Buttrick White & Burtis (also known as BWB) was an architecture firm established in New York City in 1981 by the architects Harold Buttrick, Samuel G. White, and Theodore A. Burtis III. The firm remained active until 2002. Harold Buttrick left the firm in 1998 to form Murphy Burnham & Buttrick Architects (MBB Architects). The architect Jean P. Phifer was a partner of the firm until 1996, after which she served as President of the Art Commission of the City of New York from 1998 to 2003. The architect Michael Dwyer was associated with the firm from 1981 to 1996. The architect and educator William W. Braham was associated with the firm from 1983 to 1989. In 2002, Buttrick White & Burtis merged with Platt Byard Dovell to become Platt Byard Dovell White (PBDW Architects).

Architectural practice

Buttrick White & Burtis's work was eclectic. Writing in 1985 in New York Magazine, the architectural historian Carter Wiseman contrasted the firm's conservative renovation work at the traditional, oak-paneled Harvard Club of New York with their more avant-garde designs for the stores of the then-hip Tower Records chain, adding that the  chain's downtown venue was "the most successful such enterprise in America." 

BWB was also known for artful renovations and additions to architectural landmarks, such as the Grand Army Plaza, in Manhattan, restored in 1990; Casa Italiana, Columbia University, completed in 1996; and the Brooklyn College library, completed in 2002. 

The firm's largest project, a fifteen-story, postmodern building in Manhattan, built for the Saint Thomas Choir School, was completed in 1987, and dedicated in January 1988 by the Most Rev. and Rt. Hon. Robert Runcie, Archbishop of Canterbury.

BWB occasionally designed new work in a traditional idiom; in a 1995 survey by The New York Times of the then-emerging New Classical school of architecture, the reporter Patricia Leigh Brown noted that, "Michael Dwyer...an architect at Buttrick White & Burtis...has recently completed a classical-style yacht and an $8.95 million town house on the Upper East Side and is renovating Rudolph Nureyev's former apartment in the Dakota."

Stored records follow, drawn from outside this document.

use std::sync::Arc;

use crate::catalog::CatalogStorageError;
use crate::config::Config;
use crate::service::{LookupError, LookupService, SearchRequest, CATALOG_FILE};

use super::{built_service, hash_service, write_file, FailingEmbedder, HashEmbedder};

fn identifiers(service: &LookupService, request: &SearchRequest) -> Vec<String> {
    let response = service.search(request).unwrap();
    response
        .hits()
        .map(|hit| hit.item.identifier.clone())
        .collect()
}

#[test]
fn test_build_reports_counts() {
    let dir = tempfile::tempdir().unwrap();
    let source = write_file(dir.path(), "classes.csv", super::SAMPLE_CSV);
    let service = hash_service(dir.path(), Config::default());

    let report = service.rebuild(&[source], false).unwrap();
    assert_eq!(report.added, 4);
    assert_eq!(report.rejected, 1);
    assert_eq!(report.total, 4);
    assert_eq!(service.indexed_count().unwrap(), 4);
    assert!(dir.path().join(CATALOG_FILE).exists());
}

#[test]
fn test_search_ranks_exact_match_first() {
    let dir = tempfile::tempdir().unwrap();
    let service = built_service(dir.path());

    let response = service.search(&SearchRequest::new("pump")).unwrap();
    assert_eq!(response.len(), 3);

    let hits: Vec<_> = response.hits().collect();
    assert_eq!(hits[0].item.identifier, "http://data.ashrae.org/standard223#Pump");
    assert_eq!(hits[1].item.identifier, "urn:nawi-water-ontology#Pump");
    assert_eq!(hits[0].score, 1.0);
    assert_eq!(hits[1].score, 1.0);
    // unrelated classes tie at zero and keep catalog order
    assert_eq!(hits[2].item.short_name, "Fan");
    assert_eq!(hits[2].score, 0.0);
    assert_eq!(hits[0].rank, 1);
}

#[test]
fn test_search_count() {
    let dir = tempfile::tempdir().unwrap();
    let service = built_service(dir.path());

    let ids = identifiers(&service, &SearchRequest::new("pump").with_count(1));
    assert_eq!(ids, vec!["http://data.ashrae.org/standard223#Pump"]);

    // asking for more than exists returns everything
    let ids = identifiers(&service, &SearchRequest::new("pump").with_count(50));
    assert_eq!(ids.len(), 4);
}

#[test]
fn test_search_namespace_filter() {
    let dir = tempfile::tempdir().unwrap();
    let service = built_service(dir.path());

    let ids = identifiers(&service, &SearchRequest::new("pump").with_namespace("WATR"));
    assert_eq!(ids, vec!["urn:nawi-water-ontology#Pump"]);

    // tags are case-insensitive and full prefixes work too
    let by_tag = identifiers(&service, &SearchRequest::new("pump").with_namespace("watr"));
    let by_prefix = identifiers(
        &service,
        &SearchRequest::new("pump").with_namespace("urn:nawi-water-ontology#"),
    );
    assert_eq!(by_tag, ids);
    assert_eq!(by_prefix, ids);

    // known namespace with no matching classes
    let response = service
        .search(&SearchRequest::new("pump").with_namespace("QK"))
        .unwrap();
    assert!(response.is_empty());
}

#[test]
fn test_search_partial_match_score() {
    let dir = tempfile::tempdir().unwrap();
    let service = built_service(dir.path());

    let response = service
        .search(&SearchRequest::new("meter").with_namespace("UNIT"))
        .unwrap();
    let hit = response.hits().next().unwrap();
    assert_eq!(hit.item.identifier, "http://qudt.org/vocab/unit/M");
    assert!((hit.score - std::f64::consts::FRAC_1_SQRT_2).abs() < 1e-4);
}

#[test]
fn test_search_rejects_bad_requests() {
    let dir = tempfile::tempdir().unwrap();
    let service = built_service(dir.path());

    let err = service.search(&SearchRequest::new("   ")).err().unwrap();
    assert!(matches!(err, LookupError::EmptyPhrase));
    assert!(err.is_user_error());

    let err = service
        .search(&SearchRequest::new("pump").with_count(0))
        .err()
        .unwrap();
    assert!(matches!(err, LookupError::InvalidCount));

    let err = service
        .search(&SearchRequest::new("pump").with_namespace("ZZZ"))
        .err()
        .unwrap();
    assert!(matches!(err, LookupError::InvalidFilter(ref tag) if tag == "ZZZ"));
    assert!(err.is_user_error());
    assert!(!err.is_fatal());
}

#[test]
fn test_search_empty_catalog() {
    let dir = tempfile::tempdir().unwrap();
    let service = hash_service(dir.path(), Config::default());

    let response = service.search(&SearchRequest::new("pump")).unwrap();
    assert!(response.is_empty());
}

#[test]
fn test_embedding_failure_is_recoverable() {
    let dir = tempfile::tempdir().unwrap();
    let service = LookupService::new(
        Config::default(),
        dir.path().to_path_buf(),
        Arc::new(FailingEmbedder),
    );

    let err = service.search(&SearchRequest::new("pump")).err().unwrap();
    assert!(matches!(err, LookupError::Embedding(_)));
    assert!(!err.is_user_error());
    assert!(!err.is_fatal());
}

#[test]
fn test_update_appends_new_and_skips_known() {
    let dir = tempfile::tempdir().unwrap();
    let service = built_service(dir.path());
    let before = service.snapshot().unwrap();

    let extra = write_file(
        dir.path(),
        "extra.json",
        r#"[
            {"uri": "http://data.ashrae.org/standard223#Pump", "label": "Pump"},
            {"uri": "http://data.ashrae.org/standard223#Valve", "label": "Valve"}
        ]"#,
    );
    let report = service.update(&[extra], false).unwrap();
    assert_eq!(report.added, 1);
    assert_eq!(report.skipped, 1);
    assert_eq!(report.total, 5);

    // existing positions are unchanged, the new class goes last
    let after = service.snapshot().unwrap();
    for (position, item) in before.items().enumerate() {
        assert_eq!(after.get(position).unwrap().identifier, item.identifier);
    }
    assert_eq!(
        after.get(4).unwrap().identifier,
        "http://data.ashrae.org/standard223#Valve"
    );

    // the snapshot taken earlier is untouched
    assert_eq!(before.len(), 4);
}

#[test]
fn test_build_without_sources() {
    let dir = tempfile::tempdir().unwrap();
    let service = hash_service(dir.path(), Config::default());

    let err = service.rebuild(&[], false).err().unwrap();
    assert!(matches!(err, LookupError::NoSources));
    assert!(err.is_user_error());
}

#[test]
fn test_build_uses_configured_sources() {
    let dir = tempfile::tempdir().unwrap();
    let source = write_file(dir.path(), "classes.csv", super::SAMPLE_CSV);
    let config = Config {
        sources: vec![source.to_string_lossy().to_string()],
        ..Config::default()
    };
    let service = hash_service(dir.path(), config);

    let report = service.rebuild(&[], false).unwrap();
    assert_eq!(report.total, 4);
}

#[test]
fn test_failed_build_keeps_previous_catalog() {
    let dir = tempfile::tempdir().unwrap();
    let service = built_service(dir.path());

    let missing = dir.path().join("missing.csv");
    let err = service.rebuild(&[missing], false).err().unwrap();
    assert!(matches!(err, LookupError::Ingest(_)));
    assert_eq!(service.indexed_count().unwrap(), 4);
}

#[test]
fn test_persisted_catalog_round_trip() {
    let dir = tempfile::tempdir().unwrap();
    let built = built_service(dir.path());
    let expected = identifiers(&built, &SearchRequest::new("water pump"));

    let service = hash_service(dir.path(), Config::default());
    assert!(service.has_persisted_catalog());
    assert_eq!(service.load_persisted().unwrap(), 4);
    assert_eq!(identifiers(&service, &SearchRequest::new("water pump")), expected);
}

#[test]
fn test_missing_persisted_catalog() {
    let dir = tempfile::tempdir().unwrap();
    let service = hash_service(dir.path(), Config::default());

    assert!(!service.has_persisted_catalog());
    assert!(matches!(
        service.load_persisted(),
        Err(LookupError::MissingCatalog(_))
    ));
}

#[test]
fn test_normalization_mismatch_is_fatal() {
    let dir = tempfile::tempdir().unwrap();
    built_service(dir.path());

    let mut config = Config::default();
    config.embedding.normalize = false;
    let service = hash_service(dir.path(), config);

    let err = service.load_persisted().err().unwrap();
    assert!(matches!(
        err,
        LookupError::Storage(CatalogStorageError::NormalizationMismatch { .. })
    ));
    assert!(err.is_fatal());
}

#[test]
fn test_import_precomputed() {
    let dir = tempfile::tempdir().unwrap();
    let service = hash_service(dir.path(), Config::default());

    let provider = HashEmbedder::new();
    let texts = vec!["Pump: Pump".to_string(), "Fan: Fan".to_string()];
    let vectors = crate::embeddings::EmbeddingProvider::embed_batch(&provider, &texts, true).unwrap();

    let metadata = write_file(
        dir.path(),
        "metadata.json",
        r#"[
            {"uri": "http://data.ashrae.org/standard223#Pump", "label": "Pump", "local_name": "Pump"},
            {"uri": "http://data.ashrae.org/standard223#Fan", "label": "Fan", "local_name": "Fan"}
        ]"#,
    );
    let embeddings = write_file(
        dir.path(),
        "embeddings.json",
        &serde_json::to_string(&vectors).unwrap(),
    );

    let report = service.import(&metadata, &embeddings).unwrap();
    assert_eq!(report.added, 2);

    let ids = identifiers(&service, &SearchRequest::new("fan").with_count(1));
    assert_eq!(ids, vec!["http://data.ashrae.org/standard223#Fan"]);
}

#[test]
fn test_import_wrong_dimensions() {
    let dir = tempfile::tempdir().unwrap();
    let service = hash_service(dir.path(), Config::default());

    let metadata = write_file(
        dir.path(),
        "metadata.json",
        r#"[{"uri": "http://data.ashrae.org/standard223#Pump", "label": "Pump"}]"#,
    );
    let embeddings = write_file(dir.path(), "embeddings.json", "[[0.1, 0.2, 0.3]]");

    let err = service.import(&metadata, &embeddings).err().unwrap();
    assert!(matches!(
        err,
        LookupError::ProviderDimensions { expected: 64, got: 3, .. }
    ));
    assert_eq!(service.indexed_count().unwrap(), 0);
}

The architects associated with Buttrick White & Burtis were prolific authors, most notably Samuel G. White, a great-grandson of the architect Stanford White, who between 1998 and 2008 co-authored a trilogy of the work of Stanford White's firm, McKim, Mead & White. In 2015, the trilogy's authors were given an Arthur Ross Award by the Institute of Classical Architecture and Art.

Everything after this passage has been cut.